Collected data entries ▸

_ _ _ _ _

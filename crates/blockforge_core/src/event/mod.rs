//! Synchronous publish/subscribe channel for platform lifecycle events.
//!
//! # Responsibility
//! - Announce platform set changes, readiness transitions and adapter
//!   availability to the rest of the process.
//! - Keep one faulty subscriber from starving the others.
//!
//! # Invariants
//! - `post` delivers on the caller's thread, in subscription order, and
//!   returns only after every handler ran.
//! - Handlers run without the subscriber lock held, so a handler may
//!   subscribe, unsubscribe or post.
//! - Handler errors and panics are logged and counted, never propagated.

use log::{debug, error};
use parking_lot::RwLock;
use std::collections::BTreeMap;
use std::error::Error;
use std::panic::{catch_unwind, AssertUnwindSafe};
use std::sync::Arc;
use uuid::Uuid;

/// Lifecycle notifications carried by the bus.
#[derive(Debug, Clone, PartialEq, Eq)]
pub enum Event {
    /// The registered platform set changed; capability answers may differ.
    PlatformsChanged,
    /// World data is available and capability resolution is stable.
    PlatformReady { platform: String },
    /// The platform is about to stop serving; posted before unregistration.
    PlatformUnready { platform: String },
    /// A version-matched adapter was installed.
    AdapterLoaded { adapter: String },
    /// The active adapter was removed or failed to load.
    AdapterInvalidated,
}

impl Event {
    pub fn kind(&self) -> EventKind {
        match self {
            Self::PlatformsChanged => EventKind::PlatformsChanged,
            Self::PlatformReady { .. } => EventKind::PlatformReady,
            Self::PlatformUnready { .. } => EventKind::PlatformUnready,
            Self::AdapterLoaded { .. } => EventKind::AdapterLoaded,
            Self::AdapterInvalidated => EventKind::AdapterInvalidated,
        }
    }
}

/// Tag selecting which events a subscriber receives.
#[derive(Debug, Clone, Copy, PartialEq, Eq, PartialOrd, Ord, Hash)]
pub enum EventKind {
    PlatformsChanged,
    PlatformReady,
    PlatformUnready,
    AdapterLoaded,
    AdapterInvalidated,
}

impl EventKind {
    pub fn as_str(self) -> &'static str {
        match self {
            Self::PlatformsChanged => "platforms_changed",
            Self::PlatformReady => "platform_ready",
            Self::PlatformUnready => "platform_unready",
            Self::AdapterLoaded => "adapter_loaded",
            Self::AdapterInvalidated => "adapter_invalidated",
        }
    }
}

/// Handle returned by `subscribe`.
pub type SubscriptionId = Uuid;

/// Result a handler reports back to the bus.
pub type HandlerResult = Result<(), Box<dyn Error + Send + Sync>>;

type Handler = Arc<dyn Fn(&Event) -> HandlerResult + Send + Sync>;

/// Outcome of one `post`.
#[derive(Debug, Clone, Copy, Default, PartialEq, Eq)]
pub struct DeliveryReport {
    /// Handlers that returned `Ok`.
    pub delivered: usize,
    /// Handlers that returned an error or panicked.
    pub failed: usize,
}

/// Typed subscriber lists, one per event kind.
#[derive(Default)]
pub struct EventBus {
    subscribers: RwLock<BTreeMap<EventKind, Vec<(SubscriptionId, Handler)>>>,
}

impl EventBus {
    pub fn new() -> Self {
        Self::default()
    }

    /// Adds `handler` to the end of the `kind` subscriber list.
    pub fn subscribe<F>(&self, kind: EventKind, handler: F) -> SubscriptionId
    where
        F: Fn(&Event) -> HandlerResult + Send + Sync + 'static,
    {
        let id = Uuid::new_v4();
        self.subscribers
            .write()
            .entry(kind)
            .or_default()
            .push((id, Arc::new(handler)));
        id
    }

    /// Removes one subscription. Returns whether it existed.
    pub fn unsubscribe(&self, id: SubscriptionId) -> bool {
        let mut subscribers = self.subscribers.write();
        for handlers in subscribers.values_mut() {
            if let Some(index) = handlers.iter().position(|(existing, _)| *existing == id) {
                handlers.remove(index);
                return true;
            }
        }
        false
    }

    pub fn subscriber_count(&self, kind: EventKind) -> usize {
        self.subscribers.read().get(&kind).map_or(0, Vec::len)
    }

    /// Delivers `event` to every current subscriber of its kind.
    pub fn post(&self, event: &Event) -> DeliveryReport {
        let kind = event.kind();
        let handlers: Vec<(SubscriptionId, Handler)> = match self.subscribers.read().get(&kind) {
            Some(handlers) => handlers.clone(),
            None => Vec::new(),
        };

        let mut report = DeliveryReport::default();
        for (id, handler) in handlers {
            match catch_unwind(AssertUnwindSafe(|| handler(event))) {
                Ok(Ok(())) => report.delivered += 1,
                Ok(Err(err)) => {
                    report.failed += 1;
                    error!(
                        "event=event_handler_failed module=event status=error kind={} subscription={} error={}",
                        kind.as_str(),
                        id,
                        err
                    );
                }
                Err(_) => {
                    report.failed += 1;
                    error!(
                        "event=event_handler_failed module=event status=error kind={} subscription={} error=panic",
                        kind.as_str(),
                        id
                    );
                }
            }
        }

        debug!(
            "event=event_posted module=event status=ok kind={} delivered={} failed={}",
            kind.as_str(),
            report.delivered,
            report.failed
        );
        report
    }
}

#[cfg(test)]
mod tests {
    use super::{DeliveryReport, Event, EventBus, EventKind};
    use parking_lot::Mutex;
    use std::sync::atomic::{AtomicUsize, Ordering};
    use std::sync::Arc;

    #[test]
    fn post_without_subscribers_is_a_no_op() {
        let bus = EventBus::new();
        let report = bus.post(&Event::PlatformsChanged);
        assert_eq!(report, DeliveryReport::default());
    }

    #[test]
    fn delivers_in_subscription_order_exactly_once() {
        let bus = EventBus::new();
        let seen = Arc::new(Mutex::new(Vec::new()));
        for index in 0..3 {
            let seen = Arc::clone(&seen);
            bus.subscribe(EventKind::PlatformReady, move |_| {
                seen.lock().push(index);
                Ok(())
            });
        }

        let report = bus.post(&Event::PlatformReady {
            platform: "host".to_string(),
        });
        assert_eq!(report.delivered, 3);
        assert_eq!(*seen.lock(), vec![0, 1, 2]);
    }

    #[test]
    fn only_matching_kind_is_delivered() {
        let bus = EventBus::new();
        let calls = Arc::new(AtomicUsize::new(0));
        let counter = Arc::clone(&calls);
        bus.subscribe(EventKind::PlatformUnready, move |_| {
            counter.fetch_add(1, Ordering::SeqCst);
            Ok(())
        });

        bus.post(&Event::PlatformsChanged);
        bus.post(&Event::AdapterInvalidated);
        assert_eq!(calls.load(Ordering::SeqCst), 0);
        bus.post(&Event::PlatformUnready {
            platform: "host".to_string(),
        });
        assert_eq!(calls.load(Ordering::SeqCst), 1);
    }

    #[test]
    fn failing_and_panicking_handlers_do_not_block_others() {
        let bus = EventBus::new();
        let calls = Arc::new(AtomicUsize::new(0));
        bus.subscribe(EventKind::PlatformsChanged, |_| Err("broken listener".into()));
        bus.subscribe(EventKind::PlatformsChanged, |_| panic!("listener panicked"));
        let counter = Arc::clone(&calls);
        bus.subscribe(EventKind::PlatformsChanged, move |_| {
            counter.fetch_add(1, Ordering::SeqCst);
            Ok(())
        });

        let report = bus.post(&Event::PlatformsChanged);
        assert_eq!(report, DeliveryReport { delivered: 1, failed: 2 });
        assert_eq!(calls.load(Ordering::SeqCst), 1);
    }

    #[test]
    fn unsubscribe_removes_only_that_handler() {
        let bus = EventBus::new();
        let first = bus.subscribe(EventKind::AdapterLoaded, |_| Ok(()));
        bus.subscribe(EventKind::AdapterLoaded, |_| Ok(()));
        assert_eq!(bus.subscriber_count(EventKind::AdapterLoaded), 2);

        assert!(bus.unsubscribe(first));
        assert!(!bus.unsubscribe(first));
        assert_eq!(bus.subscriber_count(EventKind::AdapterLoaded), 1);
    }

    #[test]
    fn handler_may_subscribe_during_dispatch() {
        let bus = Arc::new(EventBus::new());
        let inner = Arc::clone(&bus);
        bus.subscribe(EventKind::PlatformsChanged, move |_| {
            inner.subscribe(EventKind::PlatformsChanged, |_| Ok(()));
            Ok(())
        });

        let report = bus.post(&Event::PlatformsChanged);
        assert_eq!(report.delivered, 1);
        assert_eq!(bus.subscriber_count(EventKind::PlatformsChanged), 2);
    }
}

_ _ _ _ _

Work to be completed ▸ Check each line of the data above for the string "RwLock", and copy the ones that have it.

Solution to the problem ▸
use parking_lot::RwLock;
    subscribers: RwLock<BTreeMap<EventKind, Vec<(SubscriptionId, Handler)>>>,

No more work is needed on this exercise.